Omnichannel maturity requires a shift to journey-based and outcome-based measurement. The questions change from “How many emails did we send?” to “How are HCPs progressing through the adoption journey?” and “What combination of touchpoints is associated with the outcomes we care about?”
Omnichannel maturity is not primarily a marketing challenge. It is a data challenge that ends up manifesting itself in marketing outcomes, or a lack thereof.
The organizations that frame it as a marketing problem often keep buying or changing channels and platforms. The organizations that frame it as a data problem start building the infrastructure that makes those channels and platforms actually work together. And the organizations that connect it to patient outcomes, not just marketing performance, tend to find the alignment and sustained investment that the work actually requires.
The path forward is a clear-eyed look at the data architecture, the governance model, the content approval process, and the organizational alignment that either enables or limits everything else.
The ultimate measure of success is not marketing performance. It is whether the right HCP is having the right conversation at the right time, and whether the right patient is getting access to the right therapy. That outcome requires more than good creative and broad channel coverage. It requires integrated data, a governance model built for personalization, and the organizational discipline to use both well.

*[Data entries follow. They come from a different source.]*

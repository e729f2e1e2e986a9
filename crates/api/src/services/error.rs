use carelink_database::DatabaseError;

#[derive(Debug)]
pub enum ServiceError {
    NotFound(String),
    Unauthorized(String),
    Forbidden(String),
    BadRequest(String),
    Database(DatabaseError),
}

impl ServiceError {
    pub fn not_found(msg: impl Into<String>) -> Self {
        Self::NotFound(msg.into())
    }

    pub fn unauthorized(msg: impl Into<String>) -> Self {
        Self::Unauthorized(msg.into())
    }

    pub fn forbidden(msg: impl Into<String>) -> Self {
        Self::Forbidden(msg.into())
    }

    pub fn bad_request(msg: impl Into<String>) -> Self {
        Self::BadRequest(msg.into())
    }
}

impl From<DatabaseError> for ServiceError {
    fn from(err: DatabaseError) -> Self {
        Self::Database(err)
    }
}

impl From<ServiceError> for crate::ApiError {
    fn from(err: ServiceError) -> Self {
        match err {
            ServiceError::NotFound(msg) => crate::ApiError::not_found(msg),
            ServiceError::Unauthorized(msg) => crate::ApiError::unauthorized(msg),
            ServiceError::Forbidden(msg) => crate::ApiError::forbidden(msg),
            ServiceError::BadRequest(msg) => crate::ApiError::bad_request(msg),
            ServiceError::Database(db_err) => crate::ApiError::from(db_err),
        }
    }
}
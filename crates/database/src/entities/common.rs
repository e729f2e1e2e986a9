//! Enumerations shared by several entities.

use serde::{Deserialize, Serialize};
use std::fmt;
use std::str::FromStr;

/// Account role. Patients default to `patient`, doctors to `doctor`.
#[derive(Debug, Clone, Copy, PartialEq, Eq, Hash, Serialize, Deserialize, sqlx::Type)]
#[sqlx(type_name = "TEXT", rename_all = "camelCase")]
#[serde(rename_all = "camelCase")]
pub enum Role {
    Patient,
    Doctor,
    Admin,
    DonationPoint,
}

impl Role {
    pub fn as_str(&self) -> &'static str {
        match self {
            Role::Patient => "patient",
            Role::Doctor => "doctor",
            Role::Admin => "admin",
            Role::DonationPoint => "donationPoint",
        }
    }
}

impl fmt::Display for Role {
    fn fmt(&self, f: &mut fmt::Formatter<'_>) -> fmt::Result {
        f.write_str(self.as_str())
    }
}

impl FromStr for Role {
    type Err = String;

    fn from_str(s: &str) -> Result<Self, Self::Err> {
        match s {
            "patient" => Ok(Role::Patient),
            "doctor" => Ok(Role::Doctor),
            "admin" => Ok(Role::Admin),
            "donationPoint" => Ok(Role::DonationPoint),
            other => Err(format!("unknown role `{other}`")),
        }
    }
}

#[derive(Debug, Clone, Copy, PartialEq, Eq, Serialize, Deserialize, sqlx::Type)]
#[sqlx(type_name = "TEXT")]
pub enum Gender {
    Male,
    Female,
}

#[derive(Debug, Clone, Copy, PartialEq, Eq, Serialize, Deserialize, sqlx::Type)]
#[sqlx(type_name = "TEXT")]
pub enum BloodGroup {
    #[serde(rename = "A+")]
    #[sqlx(rename = "A+")]
    APositive,
    #[serde(rename = "A-")]
    #[sqlx(rename = "A-")]
    ANegative,
    #[serde(rename = "B+")]
    #[sqlx(rename = "B+")]
    BPositive,
    #[serde(rename = "B-")]
    #[sqlx(rename = "B-")]
    BNegative,
    #[serde(rename = "AB+")]
    #[sqlx(rename = "AB+")]
    AbPositive,
    #[serde(rename = "AB-")]
    #[sqlx(rename = "AB-")]
    AbNegative,
    #[serde(rename = "O+")]
    #[sqlx(rename = "O+")]
    OPositive,
    #[serde(rename = "O-")]
    #[sqlx(rename = "O-")]
    ONegative,
}

impl BloodGroup {
    pub fn as_str(&self) -> &'static str {
        match self {
            BloodGroup::APositive => "A+",
            BloodGroup::ANegative => "A-",
            BloodGroup::BPositive => "B+",
            BloodGroup::BNegative => "B-",
            BloodGroup::AbPositive => "AB+",
            BloodGroup::AbNegative => "AB-",
            BloodGroup::OPositive => "O+",
            BloodGroup::ONegative => "O-",
        }
    }
}

impl fmt::Display for BloodGroup {
    fn fmt(&self, f: &mut fmt::Formatter<'_>) -> fmt::Result {
        f.write_str(self.as_str())
    }
}
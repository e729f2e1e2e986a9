//! Who is online, and on which socket.

use std::collections::HashMap;

use serde::{Deserialize, Serialize};
use tokio::sync::RwLock;

use crate::ConnectionId;

#[derive(Debug, Clone, PartialEq, Eq, Serialize, Deserialize)]
#[serde(rename_all = "camelCase")]
pub struct OnlineUser {
    pub user_id: String,
    pub socket_id: ConnectionId,
}

#[derive(Debug, Clone, Copy)]
struct Entry {
    connection: ConnectionId,
    seq: u64,
}

#[derive(Debug, Default)]
struct State {
    entries: HashMap<String, Entry>,
    next_seq: u64,
}

/// User id to socket map. The first socket to announce a user keeps it until
/// that socket goes away.
#[derive(Debug, Default)]
pub struct PresenceRegistry {
    state: RwLock<State>,
}

impl PresenceRegistry {
    pub fn new() -> Self {
        Self::default()
    }

    /// Register `user_id` on `connection` unless the user is already online.
    /// Returns whether an entry was added.
    pub async fn add_user(&self, user_id: &str, connection: ConnectionId) -> bool {
        let mut state = self.state.write().await;
        if state.entries.contains_key(user_id) {
            return false;
        }
        let seq = state.next_seq;
        state.next_seq += 1;
        state
            .entries
            .insert(user_id.to_string(), Entry { connection, seq });
        true
    }

    /// Drop every user registered on `connection`, returning their ids.
    pub async fn remove_connection(&self, connection: ConnectionId) -> Vec<String> {
        let mut state = self.state.write().await;
        let removed: Vec<String> = state
            .entries
            .iter()
            .filter(|(_, entry)| entry.connection == connection)
            .map(|(user_id, _)| user_id.clone())
            .collect();
        for user_id in &removed {
            state.entries.remove(user_id);
        }
        removed
    }

    pub async fn get_user(&self, user_id: &str) -> Option<OnlineUser> {
        let state = self.state.read().await;
        state.entries.get(user_id).map(|entry| OnlineUser {
            user_id: user_id.to_string(),
            socket_id: entry.connection,
        })
    }

    /// Every online user in registration order.
    pub async fn snapshot(&self) -> Vec<OnlineUser> {
        let state = self.state.read().await;
        let mut entries: Vec<_> = state.entries.iter().collect();
        entries.sort_by_key(|(_, entry)| entry.seq);
        entries
            .into_iter()
            .map(|(user_id, entry)| OnlineUser {
                user_id: user_id.clone(),
                socket_id: entry.connection,
            })
            .collect()
    }

    pub async fn len(&self) -> usize {
        self.state.read().await.entries.len()
    }

    pub async fn is_empty(&self) -> bool {
        self.len().await == 0
    }
}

Part 2 of a two-part series. Part 1, “The Omnichannel Promise: Why Maturity Starts With Integration” by Jesse Pease, EVP, Innovation and Customer Solutions, argued that the gap between omnichannel as a concept and omnichannel as a lived experience is not primarily a channel problem. It is a data problem. This piece picks up where that one left off: what data integration actually means, what fragmentation costs an organization when it goes unsolved, and how to measure whether you are making real progress.